The rusty barbecue you notice
With its functional concrete basis.
But not the tufts of hare’s tail grass
With their whimsical cotton-woolly scuts;
Not the hare’s foot clover with its furry feet
Nor yellow cat’s ear with auricles so neat.
Did you see the alien walnut trees
Wage chemical warfare on their neighbours?
Did you feel the burdock’s Velcro fruit
Exploit you for dispersal favours?
In the kanuka you might have wondered at
The mould that coated all the twigs like soot.

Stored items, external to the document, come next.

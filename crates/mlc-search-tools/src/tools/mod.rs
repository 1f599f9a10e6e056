//! Search tool implementations.

mod internet_search;

pub use internet_search::InternetSearch;

use async_trait::async_trait;

use crate::client::SearchApi;
use crate::error::SearchResult;
use mlc_protocol::ToolOutcome;

/// Trait for search tools — same shape as the AWS and workspace tool
/// traits, executing against a `SearchApi` backend.
#[async_trait]
pub trait SearchTool: Send + Sync {
    fn name(&self) -> &str;

    fn description(&self) -> &str;

    fn parameters_schema(&self) -> serde_json::Value;

    async fn execute(
        &self,
        args: serde_json::Value,
        api: &dyn SearchApi,
    ) -> SearchResult<ToolOutcome>;
}

/// All search tools (currently just internet_search).
pub fn all_tools() -> Vec<Box<dyn SearchTool>> {
    vec![Box::new(InternetSearch)]
}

You would not have seen the greenhood orchids
Hiding in their elven camouflage,
Holding native wasps to ransom
With their sexual subterfuge.
On your journey take delight not footsteps;
Every single moment care to explore;
Every radiant spark of life adore.
And when you come at last to heaven’s door,
Do not open it to go outside.
Beyond that gate is cold oblivion
And the darkness of eternity.
To smell, to taste, to touch, to see,
To know and feel and contemplate –
All is null and void beyond that gate.
Cut Orchid
For three weeks now
The cut-stem spray of orchid flowers
In a tall grey vase
Has graced the staffroom table
In its long slow agony of death.
This exorbitant bloom,
A spendthrift purveyor of pigment
And madly gay perfume,
Was meant to be an epiphyte
In some tall jungle tree,
Flashing urgent semaphore
In the filtered light
To pierce the forest gloom.
This cloying heavy scent
Of vanilla, patchouli and musk
That permeates this closed space,
Quickens our cold desires
And kindles long quiescent fires,
Was meant to percolate
Molecule by lonely molecule
Acres of canopy clouds
To draw moon-moths to its cold flame.
Orchid seed is a fine brown dust
That travels on the breeze
Like the smoke of a million bats
That coils and twists from some
Deep jungle cave to settle grain by grain
Among the bromeliads, stag's horn ferns
And festoons of Spanish moss.
In the staffroom we cease to notice
The withered labia that fade
From pink to brown.
We can no longer discern
The pheromones of heaven scent.
We never heard the anguish
Of the orchid's sterile scream,
Never marked the passing
Of our own one orchid dream.
Funky Fungi.
This picture is of an actual fungus I photographed. When I sighted it in New Zealand, it had only ever been sighted 3 or 4 times since its first sighting some 20 years previously. If you go to this website you will find a description of it.
My blog on this fungus.

There was a toadstool near the path,
A quite extraordinary thing.
Cathedral architecture,
Convoluted gothic arch and spire,
Crinoline and silken petticoats.
One day only on this earth
Of glorious idiosyncracy
Before it is kicked to pieces
By some dog-walking fungiphobe
Or agent of indifference.
This was quite a funky fungus,
Rare as hens' teeth actually,
Amanita incognita,
My mushroom hide go seek, unique.
Today it had roulette fortune
To be noticed under tree shadow.
It took a lifetime of stargazing
To see the wanderer that twinkled;
To recognize in Mendel's peas
That one in every four was wrinkled.
And when you are transmuted
In the firmament of heaven,
One firefly lost against the glow of stars,
When the galactic nebulae
Burn with incandescent light,
Will someone, somewhere in the great out there
See a diamond twinkle in Aurora's blazing hair?